## What is being asked
Up to and including the line with "one iteration (seconds).", please reproduce the lines below exactly, beginning with the first.

## Entries provided
====

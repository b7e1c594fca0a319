//! Render loop configuration.

use rdsim_physics::DEFAULT_TIME_STEP;
use serde::{Deserialize, Serialize};

use crate::error::{RenderError, Result};

/// Timing parameters for a [`crate::RenderLoop`].
#[derive(Debug, Clone, PartialEq, Serialize, Deserialize)]
#[serde(default)]
pub struct LoopConfig {
    /// Physics step size (seconds). Never varies with frame time.
    pub fixed_dt: f32,
    /// Most physics steps run in one loop iteration.
    pub max_catch_up_steps: u32,
    /// Longest wall-clock gap credited to one iteration (seconds).
    pub max_frame_time: f64,
}

impl Default for LoopConfig {
    fn default() -> Self {
        Self {
            fixed_dt: DEFAULT_TIME_STEP,
            max_catch_up_steps: 5,
            max_frame_time: 0.25,
        }
    }
}

impl LoopConfig {
    /// Validate configuration.
    pub fn validate(&self) -> Result<()> {
        if !(self.fixed_dt.is_finite() && self.fixed_dt > 0.0) {
            return Err(RenderError::InvalidConfig(format!(
                "fixed_dt must be positive, got {}",
                self.fixed_dt
            )));
        }
        if self.max_catch_up_steps == 0 {
            return Err(RenderError::InvalidConfig(
                "max_catch_up_steps must be at least 1".into(),
            ));
        }
        if !(self.max_frame_time.is_finite() && self.max_frame_time > 0.0) {
            return Err(RenderError::InvalidConfig(
                "max_frame_time must be positive".into(),
            ));
        }
        // One credited frame must be able to pay for at least one step.
        if self.max_frame_time < f64::from(self.fixed_dt) {
            return Err(RenderError::InvalidConfig(format!(
                "max_frame_time {} is shorter than fixed_dt {}",
                self.max_frame_time, self.fixed_dt
            )));
        }
        Ok(())
    }
}
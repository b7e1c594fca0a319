//! Saved physics state.

use crate::engine::{PhysicsState, PropIndex, RobotIndex};

/// Complete copy of an engine's physics world.
///
/// Produced by [`crate::SimulationEngine::save_state`]; records
/// which engine took it and which instances were live, so a restore can
/// never bring back a removed handle or graft another engine's world.
#[derive(Clone)]
pub struct Snapshot {
    pub(crate) engine_id: u64,
    pub(crate) state: PhysicsState,
    pub(crate) robots: Vec<RobotIndex>,
    pub(crate) props: Vec<PropIndex>,
}

impl Snapshot {
    /// Number of robots live when the snapshot was taken.
    pub fn robot_count(&self) -> usize {
        self.robots.len()
    }

    /// Number of props live when the snapshot was taken.
    pub fn prop_count(&self) -> usize {
        self.props.len()
    }
}

impl std::fmt::Debug for Snapshot {
    fn fmt(&self, f: &mut std::fmt::Formatter<'_>) -> std::fmt::Result {
        f.debug_struct("Snapshot")
            .field("engine_id", &self.engine_id)
            .field("robots", &self.robots)
            .field("props", &self.props)
            .field("bodies", &self.state.bodies.len())
            .finish()
    }
}
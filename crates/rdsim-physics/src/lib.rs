#![warn(missing_docs)]

//! Physics simulation for rdsim robots and props using Rapier3d.
//!
//! This crate turns validated [`rdsim_model::Robot`] and
//! [`rdsim_model::Prop`] descriptions into live rigid bodies, joints and
//! colliders, and advances them deterministically.
//!
//! # Features
//!
//! - Capsule links with hinge, fixed and free joints
//! - Static and dynamic box props
//! - Generational instance handles that never alias removed instances
//! - Hinge position targets, world AABB queries and state snapshots
//!
//! # Example
//!
//! ```ignore
//! use std::sync::Arc;
//! use nalgebra::{UnitQuaternion, Vector3};
//! use rdsim_physics::SimulationEngine;
//!
//! let mut engine = SimulationEngine::default();
//! let level = UnitQuaternion::identity();
//! let floor = engine.add_prop(&floor_model, Vector3::new(0.0, -1.0, 0.0), level)?;
//! let robot = engine.add_robot(&robot_model, Vector3::new(0.0, 1.0, 0.0), level)?;
//!
//! for _ in 0..240 {
//!     engine.step(1.0 / 240.0)?;
//! }
//! let root = engine.get_link_transform(robot, 0)?;
//! ```

mod colliders;
mod config;
mod engine;
mod error;
mod joints;
mod snapshot;

pub use config::{EngineConfig, DEFAULT_TIME_STEP};
pub use engine::{PropIndex, RobotIndex, SimulationEngine};
pub use error::{PhysicsError, Result};
pub use parry3d::bounding_volume::Aabb;
pub use snapshot::Snapshot;
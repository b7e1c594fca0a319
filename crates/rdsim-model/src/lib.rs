#![warn(missing_docs)]

//! Body descriptions for the rdsim robot design sandbox.
//!
//! A [`Robot`] is a tree of capsule [`Link`]s encoded by parent indices; a
//! [`Prop`] is a single box. Both are validated once, when constructed, and
//! are immutable afterwards, so they can be shared (typically behind an
//! `Arc`) by any number of live simulation instances.
//!
//! # Example
//!
//! ```
//! use nalgebra::Vector3;
//! use rdsim_model::{Link, Prop, Robot};
//!
//! let mut links = vec![Link::root(0.5)];
//! for i in 1..5 {
//!     links.push(Link::hinge(i - 1, Vector3::z(), 0.5));
//! }
//! let robot = Robot::new(10.0, 0.05, 0.9, links).unwrap();
//! assert_eq!(robot.dof_count(), 4);
//!
//! let floor = Prop::new(0.0, 0.9, Vector3::new(10.0, 1.0, 10.0)).unwrap();
//! assert!(floor.is_static());
//! ```

mod error;
mod link;
mod prop;
mod robot;
mod shape;

pub use error::{ModelError, Result};
pub use link::{JointType, Link};
pub use prop::{Prop, PropDesc};
pub use robot::{ModelLimits, Robot, RobotDesc, DEFAULT_MAX_LINKS};
pub use shape::Shape;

====

## Output below
repository b7e1c594fca0a319
//! Render loop configuration.

use rdsim_physics::DEFAULT_TIME_STEP;
use serde::{Deserialize, Serialize};

use crate::error::{RenderError, Result};

/// Timing parameters for a [`crate::RenderLoop`].
#[derive(Debug, Clone, PartialEq, Serialize, Deserialize)]
#[serde(default)]
pub struct LoopConfig {
    /// Physics step size (seconds). Never varies with frame time.
    pub fixed_dt: f32,
    /// Most physics steps run in one loop iteration.
    pub max_catch_up_steps: u32,
    /// Longest wall-clock gap credited to one iteration (seconds).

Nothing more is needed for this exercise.